La gara di Nancy racconta un’interpretazione condotta in testa, con Pernici che imposta il ritmo fin dalle fasi iniziali e mantiene la leadership fino al traguardo. L’atleta, 23 anni, originario di Niardo e tesserato per le Fiamme Gialle, gestisce la prova con continuità e determinazione lungo tutti i 800 metri. L’azione in pista si sviluppa senza cambi di passo improvvisi nell’ultima parte, ma con una progressione costruita giro dopo giro. Il risultato finale di 1:43.60 conferma la solidità della prestazione e la capacità di trasformare una gara tatticamente controllata in un tempo di riferimento assoluto per la specialità.
Un record italiano 800 metri che resisteva dal 1973
Il record italiano 800 metri Pernici interrompe una delle serie più lunghe della storia dell’atletica nazionale, rimasta invariata dal 27 giugno 1973. In quella data, all’Arena di Milano, Marcello Fiasconaro aveva fissato il primato a 1:43.7, un tempo che ha rappresentato per decenni il punto di riferimento della disciplina. Il confronto tra i due cronometri evidenzia una differenza minima, ma sufficiente a determinare il cambio di detentore del record dopo 53 anni e 6 giorni.

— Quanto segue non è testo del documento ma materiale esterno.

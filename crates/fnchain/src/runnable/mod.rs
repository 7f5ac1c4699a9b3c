//! The uniform execution contract and its local implementations.
//!
//! Every stage of a pipeline (a spawned process, a warm process, a remote
//! hop, a whole chain) is a [`Runnable`]: it consumes `input` until EOF, writes
//! its result to `output` and returns once it is finished. Implementations
//! must honor [`CallContext`] cancellation by terminating whatever they own.

mod afterburn;
mod chain;
mod exec;

use std::sync::Arc;

use async_trait::async_trait;
use tokio::io::{AsyncRead, AsyncWrite};

use crate::context::CallContext;
use crate::error::CallError;
use crate::options::CallOptions;

pub use afterburn::{Afterburn, AfterburnConfig, ProcessState};
pub use chain::Chain;
pub use exec::ExecRunnable;

/// Buffer size of in-memory pipes between stages.
pub const PIPE_CAPACITY: usize = 64 * 1024;

#[async_trait]
pub trait Runnable: Send + Sync {
    /// Run one call to completion.
    ///
    /// Safe to call again after a previous call returned, whatever its outcome.
    async fn run(
        &self,
        ctx: &CallContext,
        options: &CallOptions,
        input: &mut (dyn AsyncRead + Send + Unpin),
        output: &mut (dyn AsyncWrite + Send + Unpin),
    ) -> Result<(), CallError>;
}

#[async_trait]
impl<R: Runnable + ?Sized> Runnable for Arc<R> {
    async fn run(
        &self,
        ctx: &CallContext,
        options: &CallOptions,
        input: &mut (dyn AsyncRead + Send + Unpin),
        output: &mut (dyn AsyncWrite + Send + Unpin),
    ) -> Result<(), CallError> {
        (**self).run(ctx, options, input, output).await
    }
}
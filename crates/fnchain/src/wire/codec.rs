//! Length-prefixed, tagged frames.
//!
//! Each frame is a 4-byte big-endian length followed by a tag byte and the
//! body: JSON for call headers and statuses, raw bytes for data.

use std::io;

use tokio_util::bytes::{BufMut, Bytes, BytesMut};
use tokio_util::codec::{Decoder, Encoder, LengthDelimitedCodec};

use super::protocol::Frame;

/// Largest frame accepted on the wire.
pub const MAX_FRAME_LEN: usize = 8 * 1024 * 1024;

const TAG_CALL: u8 = 0x01;
const TAG_DATA: u8 = 0x02;
const TAG_STATUS: u8 = 0x03;

pub struct FrameCodec {
    inner: LengthDelimitedCodec,
}

impl Default for FrameCodec {
    fn default() -> Self {
        Self::new()
    }
}

impl FrameCodec {
    pub fn new() -> Self {
        Self {
            inner: LengthDelimitedCodec::builder()
                .length_field_length(4)
                .max_frame_length(MAX_FRAME_LEN)
                .new_codec(),
        }
    }
}

fn invalid(msg: impl Into<String>) -> io::Error {
    io::Error::new(io::ErrorKind::InvalidData, msg.into())
}

impl Decoder for FrameCodec {
    type Item = Frame;
    type Error = io::Error;

    fn decode(&mut self, src: &mut BytesMut) -> Result<Option<Self::Item>, Self::Error> {
        let Some(mut body) = self.inner.decode(src)? else {
            return Ok(None);
        };
        if body.is_empty() {
            return Err(invalid("empty frame"));
        }
        let tag = body.split_to(1)[0];
        let frame = match tag {
            TAG_CALL => Frame::Call(serde_json::from_slice(&body).map_err(|e| invalid(e.to_string()))?),
            TAG_DATA => Frame::Data(body.freeze()),
            TAG_STATUS => Frame::Status(serde_json::from_slice(&body).map_err(|e| invalid(e.to_string()))?),
            other => return Err(invalid(format!("unknown frame tag {other:#04x}"))),
        };
        Ok(Some(frame))
    }
}

impl Encoder<Frame> for FrameCodec {
    type Error = io::Error;

    fn encode(&mut self, item: Frame, dst: &mut BytesMut) -> Result<(), Self::Error> {
        let (tag, body) = match &item {
            Frame::Call(header) => (
                TAG_CALL,
                Bytes::from(serde_json::to_vec(header).map_err(|e| invalid(e.to_string()))?),
            ),
            Frame::Data(bytes) => (TAG_DATA, bytes.clone()),
            Frame::Status(status) => (
                TAG_STATUS,
                Bytes::from(serde_json::to_vec(status).map_err(|e| invalid(e.to_string()))?),
            ),
        };
        let mut framed = BytesMut::with_capacity(body.len() + 1);
        framed.put_u8(tag);
        framed.put_slice(&body);
        tracing::trace!(kind = item.kind(), len = framed.len(), "Encoding frame");
        self.inner.encode(framed.freeze(), dst)
    }
}
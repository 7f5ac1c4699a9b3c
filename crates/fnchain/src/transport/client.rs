//! Client side of the duplex call protocol.

use std::net::SocketAddr;
use std::sync::Arc;
use std::sync::Mutex as StdMutex;
use std::sync::atomic::{AtomicBool, AtomicUsize, Ordering};

use futures::{FutureExt, SinkExt, StreamExt};
use tokio::io::{AsyncRead, AsyncWrite};

use crate::context::CallContext;
use crate::credentials::Connector;
use crate::error::CallError;
use crate::wire::{CallHeader, CallStatus, Connection, Frame, recv_data, send_data};

const DEFAULT_MAX_IDLE: usize = 8;

/// Pooled connections to one `host:port`.
///
/// Idle connections are reused for sequential calls; new ones rotate across
/// every address the host name resolves to.
pub struct StreamClient {
    host: String,
    port: u16,
    endpoint: String,
    connector: Arc<dyn Connector>,
    idle: StdMutex<Vec<Connection>>,
    max_idle: usize,
    next_addr: AtomicUsize,
}

impl std::fmt::Debug for StreamClient {
    fn fmt(&self, f: &mut std::fmt::Formatter<'_>) -> std::fmt::Result {
        f.debug_struct("StreamClient")
            .field("endpoint", &self.endpoint)
            .field("idle", &self.idle_connections())
            .finish_non_exhaustive()
    }
}

impl StreamClient {
    pub fn new(host: impl Into<String>, port: u16, connector: Arc<dyn Connector>) -> Self {
        let host = host.into();
        Self {
            endpoint: format!("{host}:{port}"),
            host,
            port,
            connector,
            idle: StdMutex::new(Vec::new()),
            max_idle: DEFAULT_MAX_IDLE,
            next_addr: AtomicUsize::new(0),
        }
    }

    pub fn with_max_idle(mut self, max_idle: usize) -> Self {
        self.max_idle = max_idle;
        self
    }

    pub fn endpoint(&self) -> &str {
        &self.endpoint
    }

    pub fn idle_connections(&self) -> usize {
        self.idle_pool().len()
    }

    fn idle_pool(&self) -> std::sync::MutexGuard<'_, Vec<Connection>> {
        match self.idle.lock() {
            Ok(guard) => guard,
            Err(poisoned) => poisoned.into_inner(),
        }
    }

    async fn dial(&self) -> Result<Connection, CallError> {
        let addrs: Vec<SocketAddr> = tokio::net::lookup_host((self.host.as_str(), self.port))
            .await
            .map_err(|e| CallError::transport(&self.endpoint, format!("resolve failed: {e}")))?
            .collect();
        if addrs.is_empty() {
            return Err(CallError::transport(&self.endpoint, "host resolved to no addresses"));
        }
        let addr = addrs[self.next_addr.fetch_add(1, Ordering::Relaxed) % addrs.len()];
        let io = self
            .connector
            .connect(addr)
            .await
            .map_err(|e| CallError::transport(&self.endpoint, format!("connect to {addr} failed: {e}")))?;
        tracing::debug!(endpoint = %self.endpoint, %addr, "Connected");
        Ok(Connection::new(io))
    }

    /// Pop an idle connection the peer has not closed meanwhile.
    fn checkout(&self) -> Option<Connection> {
        let mut idle = self.idle_pool();
        while let Some(mut conn) = idle.pop() {
            // An idle connection has nothing to read; anything else means EOF or garbage.
            match conn.reader.next().now_or_never() {
                None => return Some(conn),
                Some(_) => tracing::trace!(endpoint = %self.endpoint, "Dropping stale connection"),
            }
        }
        None
    }

    fn checkin(&self, conn: Connection) {
        let mut idle = self.idle_pool();
        if idle.len() < self.max_idle {
            idle.push(conn);
        }
    }

    async fn connection(&self, ctx: &CallContext) -> Result<Connection, CallError> {
        if let Some(conn) = self.checkout() {
            return Ok(conn);
        }
        tokio::select! {
            res = self.dial() => res,
            err = ctx.done() => Err(err),
        }
    }

    /// Make sure a connection can be established before any payload moves.
    pub async fn ensure_connected(&self, ctx: &CallContext) -> Result<(), CallError> {
        let conn = self.connection(ctx).await?;
        self.checkin(conn);
        Ok(())
    }

    /// Run one call: send `header`, stream `input` out and the peer's output into `output`.
    pub async fn call(
        &self,
        ctx: &CallContext,
        header: CallHeader,
        input: &mut (dyn AsyncRead + Send + Unpin),
        output: &mut (dyn AsyncWrite + Send + Unpin),
    ) -> Result<(), CallError> {
        let call_id = header.call_id;
        let mut conn = self.connection(ctx).await?;
        tracing::trace!(endpoint = %self.endpoint, %call_id, "Call dispatched");

        let result = tokio::select! {
            res = self.exchange(&mut conn, header, input, output) => res,
            err = ctx.done() => Err(err),
        };
        match result {
            Ok(()) => {
                self.checkin(conn);
                Ok(())
            }
            // Closing the connection is what tells the peer to stop.
            Err(e) => {
                tracing::debug!(endpoint = %self.endpoint, %call_id, error = %e, "Call failed");
                Err(e)
            }
        }
    }

    async fn exchange(
        &self,
        conn: &mut Connection,
        header: CallHeader,
        input: &mut (dyn AsyncRead + Send + Unpin),
        output: &mut (dyn AsyncWrite + Send + Unpin),
    ) -> Result<(), CallError> {
        let endpoint = self.endpoint.as_str();
        let Connection { reader, writer } = conn;
        writer
            .send(Frame::Call(header))
            .await
            .map_err(|e| CallError::transport(endpoint, e))?;

        // Set once every data frame is queued; only the status frame may still be in flight.
        let data_sent = AtomicBool::new(false);
        let status_sent = {
            let send = async {
                send_data(&mut *input, &mut *writer, endpoint).await?;
                data_sent.store(true, Ordering::Release);
                writer
                    .send(Frame::Status(CallStatus::ok()))
                    .await
                    .map_err(|e| CallError::transport(endpoint, e))
            };
            let recv = recv_data(reader, output, endpoint);
            tokio::pin!(send, recv);

            let mut sent = false;
            let status = loop {
                tokio::select! {
                    res = &mut send, if !sent => {
                        res?;
                        sent = true;
                    }
                    res = &mut recv => break res?,
                }
            };
            if !status.success {
                return Err(CallError::Remote {
                    endpoint: endpoint.to_string(),
                    message: status.error.unwrap_or_else(|| "unspecified failure".into()),
                });
            }
            // Finish a status frame that was already on its way rather than queue a second one.
            if !sent && data_sent.load(Ordering::Acquire) {
                send.await?;
                sent = true;
            }
            sent
        };

        // The peer may answer before consuming all input; close our side anyway.
        if status_sent {
            writer
                .flush()
                .await
                .map_err(|e| CallError::transport(endpoint, e))?;
        } else {
            writer
                .send(Frame::Status(CallStatus::ok()))
                .await
                .map_err(|e| CallError::transport(endpoint, e))?;
        }
        Ok(())
    }
}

La sede di Nancy diventa così il teatro della nuova misura nazionale, con un contesto agonistico internazionale che accompagna la prestazione. Il dato cronologico rafforza il valore statistico dell’impresa, inserendo il risultato di Pernici in una linea storica che collega due epoche diverse dell’atletica italiana. Il passaggio di testimone tra Fiasconaro e il nuovo primatista segna una continuità numerica spezzata solo dal crono finale registrato in Francia.
La gara e il contesto della prestazione a Nancy
Il record arriva al termine di una gara corsa con impostazione aggressiva, in cui Pernici mantiene la testa del gruppo e controlla le fasi decisive del doppio giro di pista. Il tempo di 1:43.60 viene fissato al termine di una prova gestita senza arretramenti, con un andamento regolare e costante fino all’arrivo. La vittoria in pista accompagna il nuovo primato nazionale, rendendo il risultato doppio dal punto di vista sportivo e statistico.
L’episodio si inserisce in una stagione in cui l’atletica italiana registra più risultati di rilievo a livello internazionale. La prestazione di Pernici si collega anche al percorso recente dell’atleta, che aveva già sfiorato un risultato significativo in precedenza, fermandosi per pochi centesimi in una semifinale mondiale. Il crono ottenuto a Nancy diventa così un punto di riferimento immediato per la specialità, aggiornando dopo decenni la storia degli 800 metri italiani.